Gennadiy wrote (in response to my GP-ish classification):
-----Original Message----- From: boost-bounces@lists.boost.org [mailto:boost-bounces@lists.boost.org] On Behalf Of Gennadiy Rozental Sent: Friday, April 02, 2004 12:58 AM To: boost@lists.boost.org Subject: [boost] Re: Re: Policy or Trait?
So, for me it is pretty easy, traits *only* describes Model-invariant parts of Concept Features while policies furnish Models of Concepts.
Skipping all the GP stuff: traits DESCRIBE and policies ACT.
And why would we name these concepts Trait and Policy?
I ended with a simple discriminating rule to apply if one is insecure about a particular notion being either a trait or a policy. It is not the definition, i.e., it is not the case that *anything* that describes something is a trait or that *anything* that act is a policy.

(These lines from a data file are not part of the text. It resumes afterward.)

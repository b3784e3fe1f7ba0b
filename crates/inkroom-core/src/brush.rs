//! Brush settings: tool, color and width.

use peniko::Compose;
use serde::{Deserialize, Serialize};
use std::fmt;
use std::str::FromStr;
use thiserror::Error;

/// Smallest brush width accepted from the UI.
pub const MIN_BRUSH_WIDTH: f64 = 1.0;
/// Largest brush width accepted from the UI.
pub const MAX_BRUSH_WIDTH: f64 = 50.0;
/// Brush width used until the user picks one.
pub const DEFAULT_BRUSH_WIDTH: f64 = 5.0;

/// Drawing tools.
#[derive(Debug, Clone, Copy, PartialEq, Eq, Hash, Serialize, Deserialize, Default)]
#[serde(rename_all = "lowercase")]
pub enum Tool {
    #[default]
    Pen,
    Eraser,
}

impl Tool {
    /// Compositing mode a segment drawn with this tool uses. The eraser
    /// removes coverage, leaving transparent pixels.
    pub fn composite_mode(self) -> Compose {
        match self {
            Tool::Pen => Compose::SrcOver,
            Tool::Eraser => Compose::DestOut,
        }
    }
}

/// Error parsing a hex color string.
#[derive(Debug, Clone, PartialEq, Eq, Error)]
#[error("invalid color: {0:?}")]
pub struct ParseColorError(pub String);

/// RGBA8 color exchanged on the wire as `#rrggbb` or `#rrggbbaa`.
#[derive(Debug, Clone, Copy, PartialEq, Eq, Hash, Serialize, Deserialize)]
#[serde(try_from = "String", into = "String")]
pub struct BrushColor {
    pub r: u8,
    pub g: u8,
    pub b: u8,
    pub a: u8,
}

impl BrushColor {
    pub const fn new(r: u8, g: u8, b: u8, a: u8) -> Self {
        Self { r, g, b, a }
    }

    pub const fn black() -> Self {
        Self::new(0, 0, 0, 255)
    }

    pub const fn white() -> Self {
        Self::new(255, 255, 255, 255)
    }

    pub const fn transparent() -> Self {
        Self::new(0, 0, 0, 0)
    }

    pub fn to_array(self) -> [u8; 4] {
        [self.r, self.g, self.b, self.a]
    }
}

impl Default for BrushColor {
    fn default() -> Self {
        Self::black()
    }
}

impl FromStr for BrushColor {
    type Err = ParseColorError;

    fn from_str(s: &str) -> Result<Self, Self::Err> {
        let err = || ParseColorError(s.to_string());
        let hex = s.strip_prefix('#').ok_or_else(err)?;
        if !hex.is_ascii() {
            return Err(err());
        }
        let channel = |i: usize| u8::from_str_radix(&hex[i..i + 2], 16).map_err(|_| err());
        let short = |i: usize| {
            u8::from_str_radix(&hex[i..i + 1], 16)
                .map(|v| v * 17)
                .map_err(|_| err())
        };

        match hex.len() {
            3 => Ok(Self::new(short(0)?, short(1)?, short(2)?, 255)),
            6 => Ok(Self::new(channel(0)?, channel(2)?, channel(4)?, 255)),
            8 => {
                let alpha = channel(6)?;
                Ok(Self::new(channel(0)?, channel(2)?, channel(4)?, alpha))
            }
            _ => Err(err()),
        }
    }
}

impl fmt::Display for BrushColor {
    fn fmt(&self, f: &mut fmt::Formatter<'_>) -> fmt::Result {
        if self.a == 255 {
            write!(f, "#{:02x}{:02x}{:02x}", self.r, self.g, self.b)
        } else {
            write!(
                f,
                "#{:02x}{:02x}{:02x}{:02x}",
                self.r, self.g, self.b, self.a
            )
        }
    }
}

impl TryFrom<String> for BrushColor {
    type Error = ParseColorError;

    fn try_from(value: String) -> Result<Self, Self::Error> {
        value.parse()
    }
}

impl From<BrushColor> for String {
    fn from(color: BrushColor) -> Self {
        color.to_string()
    }
}

/// Current brush used for new strokes.
#[derive(Debug, Clone, Copy, PartialEq, Serialize, Deserialize)]
pub struct Brush {
    pub tool: Tool,
    pub color: BrushColor,
    width: f64,
}

impl Default for Brush {
    fn default() -> Self {
        Self {
            tool: Tool::default(),
            color: BrushColor::default(),
            width: DEFAULT_BRUSH_WIDTH,
        }
    }
}

impl Brush {
    pub fn new(tool: Tool, color: BrushColor, width: f64) -> Self {
        let mut brush = Self {
            tool,
            color,
            width: DEFAULT_BRUSH_WIDTH,
        };
        brush.set_width(width);
        brush
    }

    pub fn width(&self) -> f64 {
        self.width
    }

    /// Set the width, clamped to the slider range. NaN is ignored.
    pub fn set_width(&mut self, width: f64) {
        if !width.is_nan() {
            self.width = width.clamp(MIN_BRUSH_WIDTH, MAX_BRUSH_WIDTH);
        }
    }

    /// Color actually sent for a segment. The eraser always reports white,
    /// which is what non-compositing renderers fall back to.
    pub fn stroke_color(&self) -> BrushColor {
        match self.tool {
            Tool::Pen => self.color,
            Tool::Eraser => BrushColor::white(),
        }
    }
}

Describe/Act classification could be interesting, but IMO it has *nothing* to do with Trait/Policy one.
Not even as a discriminator? So, you do not agree that traits should always describe a type or, more accurately, a Concept?
See my other post for one example. Here another one: how ConversionPolicy in SmartPointer design act?
I do not follow you.
Let me repeat very simple rule (though a bit simplistic to be correct in general case) I believe is keystone to the Trait/Policy separation:
Trait is specific to the type Policy is orthogonal to the type.
If you read my original message, you will see that I classify trait as specific to the "type," although the correct nomenclature would be that a trait is specific to the Concept, in *positioning* the Model of a Concept in the Feature Model corresponding to the Concept. That simple. So: 1. Trait is *both* specific to a "type" and descriptive. In that same message, I stated that a policy furnishes, or decorates, a Model of a Concept. That decoration can definitely be viewed as an orthogonal aspect to the Model/Concept plane. Not that different from your separation. Again, combining our views, we get: 2. Policy is *both* orthogonal to a "type" and behavioral. What do you think about these combinations?
Do you have an example refuting my view?